Вставший Гаврила широким жестом ладони нарисовал в воздухе окладистую бороду и сказал:
— Купец капитальный. Рожа красная, кирпичная, от неуемного потребления горячительных напитков, надо думать. А росту среднего. Глаза Же такие страхолюдные, бровастые: как взглянет, так прямо в животе холодеет. Голос же густой и бархатный. Капитальный, короче говоря, купец!
Больше Выжигину ничего и не требовалось. Вышли на все еще гомонящую гулящей пьяной толпой Курляндскую, где по-прежнему нестерпимо пахло жженой костью, и пошли, с опаской поглядывая на бродяг, к Старопетергофскому, чтобы поймать там двух легковых извозчиков. Ехать на свою маленькую, состоящую из двух комнат квартиру Степан Андреевич в два часа ночи не хотел. В участке имелся отличный топчан, набитый конским волосом, кожаный. На нем, накрывшись пальто, недавний преоб-раженец и думал скоротать остаток ночи. Образ милой Катеньки, он знал, заслонил бы от него во сне все эти ужасные, размалеванные спитые лица полуженщин-полуживотных.

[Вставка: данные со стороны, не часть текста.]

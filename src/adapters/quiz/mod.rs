//! Quiz content adapters.

mod in_memory;

pub use in_memory::InMemoryQuizRepository;
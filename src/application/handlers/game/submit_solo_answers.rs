//! SubmitSoloAnswersHandler - Closes a slide from a batch of answers.
//!
//! Solo play has no live pacing: the client collects every answer for the
//! open slide and sends them at once. The slide is closed and progress moves
//! to the next slide in the same step.

use std::sync::Arc;

use tracing::info;

use crate::domain::foundation::{CommandMetadata, PlayerId, UserId};
use crate::domain::game::{GameError, GameState, SessionPin, SlideResult};
use crate::domain::quiz::Submission;
use crate::domain::services::SubmissionEvaluationService;
use crate::ports::{EventPublisher, QuizRepository, SessionStore};

use super::support::{current_slide, load_quiz, load_session, question_results, state_updated};

#[derive(Debug, Clone)]
pub struct SubmitSoloAnswersCommand {
    pub pin: SessionPin,
    pub host_id: UserId,
    pub submissions: Vec<(PlayerId, Submission)>,
}

#[derive(Debug, Clone)]
pub struct SubmitSoloAnswersResult {
    pub result: SlideResult,
    pub state: GameState,
    /// True when no slide remains and the next advance ends the game.
    pub finished: bool,
}

pub struct SubmitSoloAnswersHandler {
    quizzes: Arc<dyn QuizRepository>,
    sessions: Arc<dyn SessionStore>,
    event_publisher: Arc<dyn EventPublisher>,
}

impl SubmitSoloAnswersHandler {
    pub fn new(
        quizzes: Arc<dyn QuizRepository>,
        sessions: Arc<dyn SessionStore>,
        event_publisher: Arc<dyn EventPublisher>,
    ) -> Self {
        Self {
            quizzes,
            sessions,
            event_publisher,
        }
    }

    pub async fn handle(
        &self,
        cmd: SubmitSoloAnswersCommand,
        metadata: &CommandMetadata,
    ) -> Result<SubmitSoloAnswersResult, GameError> {
        let handle = load_session(self.sessions.as_ref(), &cmd.pin).await?;
        let mut session = handle.lock().await;
        session.authorize_host(&cmd.host_id)?;
        let quiz = load_quiz(self.quizzes.as_ref(), &session.kahoot_id()).await?;

        let closing = current_slide(&session, quiz.as_ref())?;
        let result =
            SubmissionEvaluationService::evaluate_batch(&mut session, quiz.as_ref(), &cmd.submissions)?;

        let events = vec![
            question_results(&session, &closing, metadata),
            state_updated(&session, quiz.as_ref(), metadata),
        ];
        let state = session.state();
        let finished = session.progress().is_complete();
        drop(session);

        info!(
            pin = %cmd.pin,
            slide_id = %closing.id,
            answers = result.len(),
            finished,
            "Solo slide closed"
        );
        self.event_publisher.publish_all(events).await?;

        Ok(SubmitSoloAnswersResult {
            result,
            state,
            finished,
        })
    }
}
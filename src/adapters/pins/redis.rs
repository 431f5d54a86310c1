//! Redis-backed active PIN store.
//!
//! Claimed PINs live in one Redis set. `SADD` reports whether the member
//! was new, which makes the claim atomic across processes. Candidates are
//! checked with `SISMEMBER` so generation never copies the whole set.

use std::collections::HashSet;

use async_trait::async_trait;
use redis::aio::MultiplexedConnection;
use redis::AsyncCommands;

use crate::domain::foundation::{DomainError, ErrorCode};
use crate::domain::game::SessionPin;
use crate::ports::ActivePinStore;

/// Default key of the PIN set.
pub const DEFAULT_PIN_SET_KEY: &str = "live_quiz:active_pins";

#[derive(Clone)]
pub struct RedisPinStore {
    conn: MultiplexedConnection,
    key: String,
}

impl RedisPinStore {
    pub fn new(conn: MultiplexedConnection) -> Self {
        Self {
            conn,
            key: DEFAULT_PIN_SET_KEY.to_string(),
        }
    }

    /// Use a different set key (e.g. per environment).
    pub fn with_key(mut self, key: impl Into<String>) -> Self {
        self.key = key.into();
        self
    }
}

fn cache_error(action: &str, e: redis::RedisError) -> DomainError {
    DomainError::new(ErrorCode::CacheError, format!("Failed to {}: {}", action, e))
}

#[async_trait]
impl ActivePinStore for RedisPinStore {
    async fn get_active_pins(&self) -> Result<HashSet<SessionPin>, DomainError> {
        let mut conn = self.conn.clone();
        let members: Vec<String> = conn
            .smembers(&self.key)
            .await
            .map_err(|e| cache_error("read active PINs", e))?;

        // Malformed members are skipped; they can never match a generated PIN.
        Ok(members
            .into_iter()
            .filter_map(|member| match SessionPin::new(member) {
                Ok(pin) => Some(pin),
                Err(e) => {
                    tracing::warn!(error = %e, "Ignoring malformed PIN in active set");
                    None
                }
            })
            .collect())
    }

    async fn is_pin_active(&self, pin: &SessionPin) -> Result<bool, DomainError> {
        let mut conn = self.conn.clone();
        conn.sismember(&self.key, pin.as_str())
            .await
            .map_err(|e| cache_error("check PIN", e))
    }

    async fn save_new_pin(&self, pin: &SessionPin) -> Result<bool, DomainError> {
        let mut conn = self.conn.clone();
        let added: i64 = conn
            .sadd(&self.key, pin.as_str())
            .await
            .map_err(|e| cache_error("claim PIN", e))?;
        Ok(added == 1)
    }

    async fn release_pin(&self, pin: &SessionPin) -> Result<(), DomainError> {
        let mut conn = self.conn.clone();
        conn.srem::<_, _, ()>(&self.key, pin.as_str())
            .await
            .map_err(|e| cache_error("release PIN", e))?;
        Ok(())
    }
}
//! Live Quiz - Multiplayer quiz session engine
//!
//! Hosts open a lobby for one of their quizzes, players join by PIN or QR
//! token, and the host paces the game through timed questions. Answers are
//! scored by speed, the scoreboard is re-ranked after every slide and the
//! finished game is archived once.
//!
//! - `domain` - quiz content, the `GameSession` aggregate and its services
//! - `ports` - interfaces to quiz content, PIN registry, archive, session store
//! - `adapters` - in-memory, PostgreSQL and Redis implementations
//! - `application` - command/query handlers behind `GameCommandBus`
//! - `config` - environment configuration

pub mod adapters;
pub mod application;
pub mod config;
pub mod domain;
pub mod ports;
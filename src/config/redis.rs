//! Redis configuration for the shared PIN registry

use serde::Deserialize;
use std::time::Duration;

use super::error::ValidationError;

#[derive(Debug, Clone, Deserialize)]
pub struct RedisConfig {
    /// Redis connection URL
    pub url: String,

    /// Connection timeout in seconds
    #[serde(default = "default_timeout")]
    pub timeout_secs: u64,

    /// Set holding every active PIN
    #[serde(default = "default_pin_set_key")]
    pub pin_set_key: String,
}

impl RedisConfig {
    pub fn timeout(&self) -> Duration {
        Duration::from_secs(self.timeout_secs)
    }

    /// Validate Redis configuration
    pub fn validate(&self) -> Result<(), ValidationError> {
        if self.url.is_empty() {
            return Err(ValidationError::MissingRequired("LIVE_QUIZ__REDIS__URL"));
        }
        if !self.url.starts_with("redis://") && !self.url.starts_with("rediss://") {
            return Err(ValidationError::InvalidRedisUrl);
        }
        if self.pin_set_key.trim().is_empty() {
            return Err(ValidationError::MissingRequired("LIVE_QUIZ__REDIS__PIN_SET_KEY"));
        }
        Ok(())
    }
}

impl Default for RedisConfig {
    fn default() -> Self {
        Self {
            url: String::new(),
            timeout_secs: default_timeout(),
            pin_set_key: default_pin_set_key(),
        }
    }
}

fn default_timeout() -> u64 {
    5
}

fn default_pin_set_key() -> String {
    crate::adapters::pins::DEFAULT_PIN_SET_KEY.to_string()
}
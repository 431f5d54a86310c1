//! SessionSweeper - background eviction for the in-memory session store.
//!
//! Runs two independent timers on one task:
//!
//! | Timer | Default | Action |
//! |-------|---------|--------|
//! | inactivity | 10 min | Evict sessions idle past the threshold |
//! | QR tokens | 10 min | Purge expired QR tokens |
//!
//! ## Graceful Shutdown
//!
//! `SweeperHandle::stop` signals the task through a watch channel and
//! waits for it to finish its current sweep.

use std::sync::Arc;
use std::time::Duration;

use tokio::sync::watch;
use tokio::task::JoinHandle;
use tokio::time::{self, Instant, MissedTickBehavior};

use super::InMemorySessionStore;

/// Sweep periods.
#[derive(Debug, Clone)]
pub struct SweeperConfig {
    pub inactivity_interval: Duration,
    pub qr_token_interval: Duration,
}

impl Default for SweeperConfig {
    fn default() -> Self {
        Self {
            inactivity_interval: Duration::from_secs(600),
            qr_token_interval: Duration::from_secs(600),
        }
    }
}

/// Starts the sweep task.
pub struct SessionSweeper;

impl SessionSweeper {
    /// Spawns the sweep loop on the current runtime.
    ///
    /// The first sweeps run one full period after start.
    pub fn start(store: Arc<InMemorySessionStore>, config: SweeperConfig) -> SweeperHandle {
        let (shutdown_tx, shutdown_rx) = watch::channel(false);
        let task = tokio::spawn(run(store, config, shutdown_rx));
        tracing::info!("Session sweeper started");
        SweeperHandle {
            shutdown: shutdown_tx,
            task,
        }
    }
}

/// Owns the running sweep task.
pub struct SweeperHandle {
    shutdown: watch::Sender<bool>,
    task: JoinHandle<()>,
}

impl SweeperHandle {
    /// Signals shutdown and waits for the task to exit.
    pub async fn stop(self) {
        // The task may already be gone; nothing to signal then.
        let _ = self.shutdown.send(true);
        if let Err(e) = self.task.await {
            tracing::warn!(error = %e, "Session sweeper task ended abnormally");
        }
        tracing::info!("Session sweeper stopped");
    }

    pub fn is_finished(&self) -> bool {
        self.task.is_finished()
    }
}

async fn run(
    store: Arc<InMemorySessionStore>,
    config: SweeperConfig,
    mut shutdown: watch::Receiver<bool>,
) {
    let start = Instant::now();
    let mut inactivity = time::interval_at(
        start + config.inactivity_interval,
        config.inactivity_interval,
    );
    let mut tokens = time::interval_at(start + config.qr_token_interval, config.qr_token_interval);
    inactivity.set_missed_tick_behavior(MissedTickBehavior::Delay);
    tokens.set_missed_tick_behavior(MissedTickBehavior::Delay);

    loop {
        tokio::select! {
            changed = shutdown.changed() => {
                if changed.is_err() || *shutdown.borrow() {
                    return;
                }
            }

            _ = inactivity.tick() => {
                let evicted = store.sweep_inactive().await;
                if !evicted.is_empty() {
                    tracing::info!(count = evicted.len(), "Inactivity sweep evicted sessions");
                }
            }

            _ = tokens.tick() => {
                store.sweep_expired_tokens().await;
            }
        }
    }
}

6. ВОПЛИ СТРАСТНОЙ И ЧЕСТНОЙ ДУШИ
Автомобиль, кузов которого был покрыт нарядным алым лаком, протарахтев еще немного по Большой аллее Каменного острова, остановился напротив серого дома в стиле «модерн». Две двери одна за другой распахнулись, и на мокрую землю, усыпанную листьями, шагнули из машины князь Сомский в длинном широком пальто, до носа замотанный шарфом, в котелке, надвинутом на глаза, и Выжигин.
— Извините, кузен, — чуть приседая, чтобы размять ноги, сказал князь, — моя квартира наскучила мне до отвращения. И автомобиль-то я купил именно поэтому. В нем я не скучаю. А хорош?! Все-таки хорош! — хлопнул он рукой по кузову. — Последняя модель «Рено». Говорят, его мотор равен силе двадцати лошадей. Я этому, понятно, не верю. Мне еще этот новый дом нравится, — князь указал на дом с башней. — Мрачный, но стильный, ей-богу. Говорят, принадлежит какому-то Фолленвей-деру, швейцарскому гражданину.
Было тепло и сыро. Над каналом с гладкой, серой и холодной, как жесть, водой стоял туман, навевавший дрему. Выжигину хотелось продолжить начатый в машине разговор, поэтому, не желая вдаваться в архитектурную тему, он поспешил сказать:
— Меня во всей вчерашней, вернее, даже сегодняшней истории больше всего то поразило, что обе смерти могут быть и не результатами убийства, а являться самоубийствами, но спровоцированными каким-то странным субъектом, ряженым, притворяющимся то чиновником, то купцом. В обоих случаях у него эти роли были сыграны блестяще.